Teams that also check their feelings at the door often have better chemistry as well. That goes hand-in-hand with the idea of keeping egos in check, which isn’t easy. After all, players get to the NBA in part because they have loads of confidence. Putting team before self is not always easy.
The Mavericks have missed the playoffs for thee consecutive seasons. They have survived the painful rebuilding process and now have a pair of young stars in Doncic and Porzingis.
They have filled in spots around them with sensible additions and re-signed a lot of their own free agents to give the franchise some continuity, something that has been missing from the Mavericks (and a lot of other teams) in recent years.
Jackson hopes to be a significant piece of the rise that the Mavericks are expecting. He has a history of playing his best when he gets comfortable. In his third season at North Carolina, he bumped up his scoring average more than five points to 18 per game and helped lead the Tar Heels to the national championship.
It’s been an adjustment, to say the least, for Jackson – one that a lot of NBA players have to deal with. In college and earlier in their careers, most NBA players were on teams that played in the postseason. That’s made Jackson’s first season with Sacramento and last season, when he joined the Mavericks in February as part of the Harrison Barnes deal, tough to handle.
“I came into the league on a team that didn’t win many games, and last year, I finished up the year here and we weren’t in the playoff run,” Jackson said. “It’s going to be exciting to see when we’re actually playing for something at the end of the day. It’ll be really fun.

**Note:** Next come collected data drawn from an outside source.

//! Single-line ticket formatting for list output.

use owo_colors::{AnsiColors, OwoColorize};

use crate::ids::format_ticket_id;
use crate::models::{AlertLevel, CoreDeskConfiguration, CriticalAlert, Priority, Ticket, TicketStatus};
use crate::sla::{alert_style, AlertFill};

/// Column widths for list output.
#[derive(Debug, Clone, Copy)]
pub struct Widths {
    pub identifier: usize,
    pub status: usize,
    pub priority: usize,
    pub sector: usize,
    pub alert: usize,
}

/// Compute printable column widths for aligned normal-mode output.
pub fn compute_widths(rows: &[(&Ticket, CriticalAlert)]) -> Widths {
    let mut widths = Widths {
        identifier: 0,
        status: 0,
        priority: 0,
        sector: 1,
        alert: 1,
    };

    for (ticket, alert) in rows {
        widths.identifier = widths.identifier.max(format_ticket_id(&ticket.id).len());
        widths.status = widths.status.max(ticket.status.label().chars().count());
        widths.priority = widths.priority.max(ticket.priority.as_str().len());
        widths.sector = widths.sector.max(ticket.sector_id.chars().count());
        widths.alert = widths.alert.max(alert_badge(alert).len());
    }

    widths
}

/// Short overdue marker, e.g. `+6h`, or `-` when not critical.
pub fn alert_badge(alert: &CriticalAlert) -> String {
    if alert.is_critical {
        format!("+{}h", alert.hours_overdue)
    } else {
        "-".to_string()
    }
}

/// Render a single-line ticket summary.
///
/// When `use_color_override` is `None`, color is determined by NO_COLOR and
/// stdout TTY (interactive). When `Some(true)` or `Some(false)`, that value
/// is used instead (for tests or callers that know the context).
pub fn format_ticket_line(
    ticket: &Ticket,
    alert: &CriticalAlert,
    widths: Option<&Widths>,
    porcelain: bool,
    configuration: Option<&CoreDeskConfiguration>,
    use_color_override: Option<bool>,
) -> String {
    let formatted_identifier = format_ticket_id(&ticket.id);
    let assignee = if ticket.is_unassigned() {
        "-"
    } else {
        ticket.assignee.as_str()
    };
    if porcelain {
        return format!(
            "{} | {} | {} | {} | {} | {} | {}",
            formatted_identifier,
            ticket.status,
            ticket.priority,
            if ticket.sector_id.is_empty() { "-" } else { ticket.sector_id.as_str() },
            assignee,
            alert_badge(alert),
            ticket.title
        );
    }

    let computed_widths = widths
        .copied()
        .unwrap_or_else(|| compute_widths(&[(ticket, *alert)]));
    let use_color = use_color_override.unwrap_or_else(should_use_color);

    let alert_part = paint_alert(
        &format!("{:width$}", alert_badge(alert), width = computed_widths.alert),
        alert.visible_level(),
        use_color,
    );
    let identifier_part = format!(
        "{:width$}",
        formatted_identifier,
        width = computed_widths.identifier
    );
    let status_part = paint(
        &pad(ticket.status.label(), computed_widths.status),
        status_color(ticket.status),
        use_color,
    );
    let priority_part = paint(
        &format!(
            "{:width$}",
            ticket.priority.as_str(),
            width = computed_widths.priority
        ),
        priority_color(ticket.priority),
        use_color,
    );
    let sector_value = if ticket.sector_id.is_empty() { "-" } else { ticket.sector_id.as_str() };
    let sector_part = paint(
        &pad(sector_value, computed_widths.sector),
        sector_color(&ticket.sector_id, configuration),
        use_color,
    );
    let assignee_part = if ticket.is_unassigned() && use_color {
        assignee.color(AnsiColors::BrightBlack).to_string()
    } else {
        assignee.to_string()
    };
    format!(
        "{alert_part} {identifier_part} {status_part} {priority_part} {sector_part} {} ({assignee_part})",
        ticket.title
    )
}

fn pad(value: &str, width: usize) -> String {
    let length = value.chars().count();
    format!("{value}{}", " ".repeat(width.saturating_sub(length)))
}

pub(crate) fn should_use_color() -> bool {
    use std::io::IsTerminal;
    // Disable colors if NO_COLOR is set or if stdout is not a TTY
    std::env::var_os("NO_COLOR").is_none() && std::io::stdout().is_terminal()
}

pub(crate) fn paint(text: &str, color: Option<AnsiColors>, use_color: bool) -> String {
    match (use_color, color) {
        (true, Some(color_value)) => text.color(color_value).to_string(),
        _ => text.to_string(),
    }
}

/// Paint text with the treatment of an alert level.
pub(crate) fn paint_alert(text: &str, level: Option<AlertLevel>, use_color: bool) -> String {
    let Some(level) = level.filter(|_| use_color) else {
        return text.to_string();
    };
    match alert_style(level).fill {
        AlertFill::Solid => text
            .color(AnsiColors::BrightWhite)
            .on_color(AnsiColors::Red)
            .bold()
            .to_string(),
        AlertFill::Light => text.color(AnsiColors::Red).bold().to_string(),
        AlertFill::None => text.to_string(),
    }
}

pub(crate) fn parse_color(name: &str) -> Option<AnsiColors> {
    match name.to_ascii_lowercase().as_str() {
        "black" => Some(AnsiColors::Black),
        "red" => Some(AnsiColors::Red),
        "green" => Some(AnsiColors::Green),
        "yellow" => Some(AnsiColors::Yellow),
        "blue" => Some(AnsiColors::Blue),
        "magenta" => Some(AnsiColors::Magenta),
        "cyan" => Some(AnsiColors::Cyan),
        "white" => Some(AnsiColors::White),
        "bright_black" => Some(AnsiColors::BrightBlack),
        "bright_red" => Some(AnsiColors::BrightRed),
        "bright_green" => Some(AnsiColors::BrightGreen),
        "bright_yellow" => Some(AnsiColors::BrightYellow),
        "bright_blue" => Some(AnsiColors::BrightBlue),
        "bright_magenta" => Some(AnsiColors::BrightMagenta),
        "bright_cyan" => Some(AnsiColors::BrightCyan),
        "bright_white" => Some(AnsiColors::BrightWhite),
        _ => None,
    }
}

pub(crate) fn status_color(status: TicketStatus) -> Option<AnsiColors> {
    Some(match status {
        TicketStatus::New => AnsiColors::Cyan,
        TicketStatus::InProgress => AnsiColors::Blue,
        TicketStatus::Waiting => AnsiColors::Yellow,
        TicketStatus::Resolved => AnsiColors::Green,
    })
}

pub(crate) fn priority_color(priority: Priority) -> Option<AnsiColors> {
    Some(match priority {
        Priority::Urgent => AnsiColors::Red,
        Priority::High => AnsiColors::BrightRed,
        Priority::Medium => AnsiColors::Yellow,
        Priority::Low => AnsiColors::Blue,
    })
}

pub(crate) fn sector_color(
    sector_id: &str,
    configuration: Option<&CoreDeskConfiguration>,
) -> Option<AnsiColors> {
    configuration
        .and_then(|config| config.sector(sector_id))
        .and_then(|sector| sector.color.as_deref())
        .and_then(parse_color)
}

“I was blessed to be able to make two really long runs in the tournament in college. And now in my first two years (in the NBA) to be done when everybody else is still playing, it’s definitely a weird feeling. I think that’s why it kind of adds more excitement going into this year.”
Jackson figures to be battling for playing time with Tim Hardaway Jr., Ryan Broekhoff and Seth Curry at the swing positions. It seems unlikely that he’ll put in a lot of time at power forward, but if he does, Dorian Finney-Smith, Dwight Powell and Maxi Kleber will be in the mix behind Porzingis.
All that depth will be a good problem to have for coach Rick Carlisle.